> **Stored data entries**
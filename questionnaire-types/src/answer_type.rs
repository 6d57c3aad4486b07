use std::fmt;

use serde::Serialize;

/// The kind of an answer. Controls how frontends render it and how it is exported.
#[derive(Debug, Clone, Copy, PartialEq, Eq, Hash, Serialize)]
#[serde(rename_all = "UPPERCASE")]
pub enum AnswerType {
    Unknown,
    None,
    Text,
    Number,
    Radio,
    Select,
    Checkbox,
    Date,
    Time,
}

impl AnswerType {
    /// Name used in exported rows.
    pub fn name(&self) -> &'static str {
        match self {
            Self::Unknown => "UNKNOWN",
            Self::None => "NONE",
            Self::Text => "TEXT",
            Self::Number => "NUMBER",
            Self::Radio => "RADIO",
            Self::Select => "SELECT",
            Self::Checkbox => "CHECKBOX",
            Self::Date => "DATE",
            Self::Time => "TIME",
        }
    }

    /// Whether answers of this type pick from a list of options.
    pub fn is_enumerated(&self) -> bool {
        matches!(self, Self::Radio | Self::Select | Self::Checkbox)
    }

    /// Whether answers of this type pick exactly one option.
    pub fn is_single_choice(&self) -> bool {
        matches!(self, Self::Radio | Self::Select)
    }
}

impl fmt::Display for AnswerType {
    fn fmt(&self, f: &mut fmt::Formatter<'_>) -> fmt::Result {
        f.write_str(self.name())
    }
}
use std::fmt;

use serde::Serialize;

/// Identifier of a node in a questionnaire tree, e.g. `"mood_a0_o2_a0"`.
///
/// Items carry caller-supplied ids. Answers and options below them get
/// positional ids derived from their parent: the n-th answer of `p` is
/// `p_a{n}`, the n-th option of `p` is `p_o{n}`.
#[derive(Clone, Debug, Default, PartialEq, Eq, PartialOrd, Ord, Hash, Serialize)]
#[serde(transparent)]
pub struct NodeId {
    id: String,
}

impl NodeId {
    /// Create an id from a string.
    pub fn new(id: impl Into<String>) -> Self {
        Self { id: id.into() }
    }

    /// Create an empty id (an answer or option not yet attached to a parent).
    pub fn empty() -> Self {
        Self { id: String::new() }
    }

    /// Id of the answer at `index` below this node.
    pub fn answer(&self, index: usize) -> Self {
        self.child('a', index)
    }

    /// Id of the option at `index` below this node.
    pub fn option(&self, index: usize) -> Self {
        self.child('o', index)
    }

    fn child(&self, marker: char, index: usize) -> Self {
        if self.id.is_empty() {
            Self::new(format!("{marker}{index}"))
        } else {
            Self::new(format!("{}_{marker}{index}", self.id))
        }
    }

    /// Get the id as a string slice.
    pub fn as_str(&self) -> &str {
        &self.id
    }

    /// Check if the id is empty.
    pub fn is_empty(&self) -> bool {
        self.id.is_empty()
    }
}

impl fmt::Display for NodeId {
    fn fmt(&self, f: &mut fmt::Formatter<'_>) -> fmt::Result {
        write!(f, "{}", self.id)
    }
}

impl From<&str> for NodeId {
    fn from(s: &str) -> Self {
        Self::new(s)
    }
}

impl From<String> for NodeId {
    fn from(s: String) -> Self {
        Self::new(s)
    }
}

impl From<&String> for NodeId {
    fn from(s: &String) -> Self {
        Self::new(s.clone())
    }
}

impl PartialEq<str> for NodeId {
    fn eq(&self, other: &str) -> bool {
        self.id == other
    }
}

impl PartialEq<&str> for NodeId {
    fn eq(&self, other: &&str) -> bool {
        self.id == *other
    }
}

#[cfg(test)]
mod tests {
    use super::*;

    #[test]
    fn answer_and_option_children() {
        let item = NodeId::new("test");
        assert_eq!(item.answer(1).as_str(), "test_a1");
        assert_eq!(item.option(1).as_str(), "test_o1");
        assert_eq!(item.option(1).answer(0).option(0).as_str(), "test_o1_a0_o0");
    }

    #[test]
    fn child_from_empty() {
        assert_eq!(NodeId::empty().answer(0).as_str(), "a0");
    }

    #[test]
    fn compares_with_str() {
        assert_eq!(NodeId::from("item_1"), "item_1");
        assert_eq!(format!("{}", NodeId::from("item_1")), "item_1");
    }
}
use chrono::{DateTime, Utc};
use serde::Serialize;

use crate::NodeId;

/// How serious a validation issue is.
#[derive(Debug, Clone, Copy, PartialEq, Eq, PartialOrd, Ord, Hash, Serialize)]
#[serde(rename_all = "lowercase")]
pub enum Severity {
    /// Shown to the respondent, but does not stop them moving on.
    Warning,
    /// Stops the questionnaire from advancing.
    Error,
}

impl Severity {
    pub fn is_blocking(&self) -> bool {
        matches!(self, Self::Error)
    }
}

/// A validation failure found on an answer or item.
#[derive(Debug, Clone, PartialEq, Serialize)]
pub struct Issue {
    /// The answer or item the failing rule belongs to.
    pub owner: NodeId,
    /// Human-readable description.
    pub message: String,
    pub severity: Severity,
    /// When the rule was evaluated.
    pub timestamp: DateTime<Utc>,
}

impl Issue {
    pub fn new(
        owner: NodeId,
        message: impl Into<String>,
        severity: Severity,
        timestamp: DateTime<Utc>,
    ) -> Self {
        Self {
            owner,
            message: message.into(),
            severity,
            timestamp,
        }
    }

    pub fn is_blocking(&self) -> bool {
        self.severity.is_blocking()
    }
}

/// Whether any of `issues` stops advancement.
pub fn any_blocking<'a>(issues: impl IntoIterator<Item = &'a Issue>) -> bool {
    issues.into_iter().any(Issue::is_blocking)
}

---

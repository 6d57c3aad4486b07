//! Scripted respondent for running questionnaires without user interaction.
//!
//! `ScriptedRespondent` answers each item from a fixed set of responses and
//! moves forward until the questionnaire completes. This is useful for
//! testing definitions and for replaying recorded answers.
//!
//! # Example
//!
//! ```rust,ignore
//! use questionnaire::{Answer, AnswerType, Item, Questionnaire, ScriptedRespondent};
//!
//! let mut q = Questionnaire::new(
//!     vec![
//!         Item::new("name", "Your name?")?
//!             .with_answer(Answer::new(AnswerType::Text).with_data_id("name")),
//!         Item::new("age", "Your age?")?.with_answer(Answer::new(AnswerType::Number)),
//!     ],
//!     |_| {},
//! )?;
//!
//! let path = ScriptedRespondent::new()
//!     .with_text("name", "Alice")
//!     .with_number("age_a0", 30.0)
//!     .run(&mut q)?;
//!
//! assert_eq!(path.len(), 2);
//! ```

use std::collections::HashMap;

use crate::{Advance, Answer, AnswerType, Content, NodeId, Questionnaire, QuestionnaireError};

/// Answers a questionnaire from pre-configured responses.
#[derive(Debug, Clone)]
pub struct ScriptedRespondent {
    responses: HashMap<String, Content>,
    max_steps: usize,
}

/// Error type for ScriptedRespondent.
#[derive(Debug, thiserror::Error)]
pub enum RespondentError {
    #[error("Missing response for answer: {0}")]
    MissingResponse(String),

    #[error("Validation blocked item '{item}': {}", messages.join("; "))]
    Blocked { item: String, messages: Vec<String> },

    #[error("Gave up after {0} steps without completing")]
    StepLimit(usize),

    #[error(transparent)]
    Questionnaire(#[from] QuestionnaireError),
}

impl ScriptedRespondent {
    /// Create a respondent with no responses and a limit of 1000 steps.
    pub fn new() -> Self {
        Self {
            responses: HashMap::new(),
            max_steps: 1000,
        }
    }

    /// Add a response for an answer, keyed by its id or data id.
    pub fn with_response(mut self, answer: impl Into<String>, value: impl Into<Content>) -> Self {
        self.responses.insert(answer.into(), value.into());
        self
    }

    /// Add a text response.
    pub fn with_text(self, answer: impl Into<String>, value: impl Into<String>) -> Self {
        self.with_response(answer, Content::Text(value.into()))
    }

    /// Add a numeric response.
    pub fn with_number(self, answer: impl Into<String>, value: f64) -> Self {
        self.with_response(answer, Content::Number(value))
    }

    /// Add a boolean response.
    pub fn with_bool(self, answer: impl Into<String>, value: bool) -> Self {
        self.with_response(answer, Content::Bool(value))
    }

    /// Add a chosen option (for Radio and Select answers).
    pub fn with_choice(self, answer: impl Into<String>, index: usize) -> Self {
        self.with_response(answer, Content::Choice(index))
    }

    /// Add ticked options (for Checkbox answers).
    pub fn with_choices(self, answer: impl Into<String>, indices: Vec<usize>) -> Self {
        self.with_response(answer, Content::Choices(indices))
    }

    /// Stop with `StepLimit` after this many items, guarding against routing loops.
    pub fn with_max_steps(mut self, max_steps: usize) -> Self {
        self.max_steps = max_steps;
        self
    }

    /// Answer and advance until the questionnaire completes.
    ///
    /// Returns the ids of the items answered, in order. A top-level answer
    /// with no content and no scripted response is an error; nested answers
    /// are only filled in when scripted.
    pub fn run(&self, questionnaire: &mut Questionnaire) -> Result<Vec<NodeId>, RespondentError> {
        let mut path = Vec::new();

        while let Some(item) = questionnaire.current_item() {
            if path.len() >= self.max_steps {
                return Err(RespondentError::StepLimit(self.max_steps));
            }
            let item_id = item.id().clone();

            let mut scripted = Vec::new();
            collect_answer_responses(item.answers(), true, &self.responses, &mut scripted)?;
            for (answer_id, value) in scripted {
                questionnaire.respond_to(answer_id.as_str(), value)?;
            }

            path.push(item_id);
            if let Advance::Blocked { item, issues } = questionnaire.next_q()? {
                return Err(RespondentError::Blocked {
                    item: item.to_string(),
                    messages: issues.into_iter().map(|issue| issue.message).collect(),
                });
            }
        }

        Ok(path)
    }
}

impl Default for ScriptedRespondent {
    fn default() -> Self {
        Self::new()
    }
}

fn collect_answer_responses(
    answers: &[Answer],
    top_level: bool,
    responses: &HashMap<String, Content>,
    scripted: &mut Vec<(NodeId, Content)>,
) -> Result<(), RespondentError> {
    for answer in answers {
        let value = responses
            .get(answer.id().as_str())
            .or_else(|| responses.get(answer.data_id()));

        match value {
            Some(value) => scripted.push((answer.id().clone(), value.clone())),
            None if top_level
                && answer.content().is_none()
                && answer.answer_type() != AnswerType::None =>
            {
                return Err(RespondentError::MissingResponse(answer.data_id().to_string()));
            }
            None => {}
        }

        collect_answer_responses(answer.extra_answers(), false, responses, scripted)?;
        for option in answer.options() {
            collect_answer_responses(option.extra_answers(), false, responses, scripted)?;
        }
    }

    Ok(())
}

> **WHAT IS NEEDED**
Only lines containing the string "Your" are needed. Pull each of them out of the records above.

> **RESULT**
//!         Item::new("name", "Your name?")?
//!         Item::new("age", "Your age?")?.with_answer(Answer::new(AnswerType::Number)),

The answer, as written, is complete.